Letter Writing & Book Recommendation

The idea of letter writing is so simple and yet can be vastly beneficial for several areas of your child's development. I first read about it in the book It's OK Not to Share by Heather Shumaker. Before I go on, I have to say this is the first parenting book that I have LOVED. To some, her ideas may be a little radical and strange but to me they just make sense. She echoed my Top 5 Phrases to Avoid as well as 5 more that I had listed but haven't yet posted. The main theme of the book is to stand up for your child's rights, in large part by limiting behaviors/actions/etc rather than banning them altogether. I could go on and on about it, but I honestly think everyone (parents and teachers alike!) should give it a read. Borrow it from the library if you don't want to invest the money, that's what I did (although I will be ordering a permanent copy because I liked it so much!).

Back to letter writing, Heather Shumaker introduces it as a method of problem solving and conflict resolution. Writing things down does a number of things - for children and adults alike:

  1. Writing things down helps make it real. Your facial expression and body language can be ignored, but once you write "I'm angry with you" there's no denying it. If you didn't mean it you wouldn't have written it and the other person knows it as well. For children, making their feelings real also validates them, it tells them it's ok to feel that way and it's nothing they should hide or be ashamed of.
  2. Writing things down helps you release them and move forward. When you worry and stress and get upset about things, writing them down can help you let go of them, even if no one but you reads it. Writing it down can be all you need to move on or it can help clarify the issues so you can decide on how to try and correct it.
  3. Writing things down helps you understand what you are feeling and simply pausing to write can calm you enough to approach the situation more rationally.
Little C doesn't have any siblings, nor does she have a classroom full of other students to get into arguments with so conflicts are fairly limited and easy to handle. However, I thought it would be a good way to help her understand and deal with her feelings. So the other day when she felt sad because she wanted to play with Papa Bear but he had to go mow the lawn, I figured it was as good a day as any to start!

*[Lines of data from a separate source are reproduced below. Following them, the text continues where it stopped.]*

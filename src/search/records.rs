//! # Search Records
//!
//! Per-search bookkeeping, scoped to a single A* run.

use crate::GridPos;
use std::collections::{HashMap, HashSet};

/// Cost bookkeeping for one cell during one search.
#[derive(Debug, Clone, Copy, PartialEq, Eq)]
pub(crate) struct NodeRecord {
    /// Accumulated cost from the start cell
    pub g: u32,
    /// Heuristic cost to the goal
    pub h: u32,
    /// Predecessor on the best known route
    pub parent: Option<GridPos>,
    /// Order in which the cell entered the open set
    pub seq: u64,
}

impl NodeRecord {
    /// Total estimated cost through this cell.
    pub fn f(&self) -> u32 {
        self.g + self.h
    }
}

/// Records and closed set of one search; dropped when the search returns.
#[derive(Debug, Default)]
pub(crate) struct SearchState {
    records: HashMap<GridPos, NodeRecord>,
    closed: HashSet<GridPos>,
    next_seq: u64,
}

impl SearchState {
    pub fn new() -> Self {
        Self::default()
    }

    pub fn record(&self, pos: GridPos) -> Option<&NodeRecord> {
        self.records.get(&pos)
    }

    /// Stores new costs for `pos`, keeping the order it first entered the open set in.
    ///
    /// Returns the stored record.
    pub fn update(&mut self, pos: GridPos, g: u32, h: u32, parent: Option<GridPos>) -> NodeRecord {
        let next_seq = &mut self.next_seq;
        let record = self.records.entry(pos).or_insert_with(|| {
            let seq = *next_seq;
            *next_seq += 1;
            NodeRecord {
                g,
                h,
                parent,
                seq,
            }
        });
        record.g = g;
        record.h = h;
        record.parent = parent;
        *record
    }

    pub fn close(&mut self, pos: GridPos) {
        self.closed.insert(pos);
    }

    pub fn is_closed(&self, pos: GridPos) -> bool {
        self.closed.contains(&pos)
    }

    pub fn closed_count(&self) -> usize {
        self.closed.len()
    }

    /// Follows parent links from `goal` back to (but excluding) `start`.
    ///
    /// The result runs start → goal.
    pub fn trace_back(&self, start: GridPos, goal: GridPos) -> Vec<GridPos> {
        let mut cells = Vec::new();
        let mut current = goal;
        while current != start {
            cells.push(current);
            match self.record(current).and_then(|r| r.parent) {
                Some(parent) => current = parent,
                None => break,
            }
        }
        cells.reverse();
        cells
    }
}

I sat down with her and asked why she was sad and Little C answered, "I want to play with Daddy." So I suggested we write a letter to Daddy telling him how she felt. We agreed on the wording for the letter and I narrated the letter while I wrote it. And then Little C and I wrote her name hand over hand. I asked if she wanted to draw a picture for Daddy and she said, "No, just write some more letters."

The letter enabled Little C to let her feelings out and she was so proud and excited to give Daddy his letter when he was finally done mowing the lawn! Of course they played afterwards :-)

In addition to letter writing's usefulness in expressing feelings and resolving conflicts, it obviously is great literacy practice as well! Little C checked that I wrote "Daddy" and her name properly. She's understanding why we write. And look at her "writing" - letter-like symbols written in rows! All without any formal instruction. I am constantly amazed at how much she learns through our everyday interactions and play. I don't think I can stress enough how incredible "accidental learning" is - and how much more children enjoy it than formal instruction!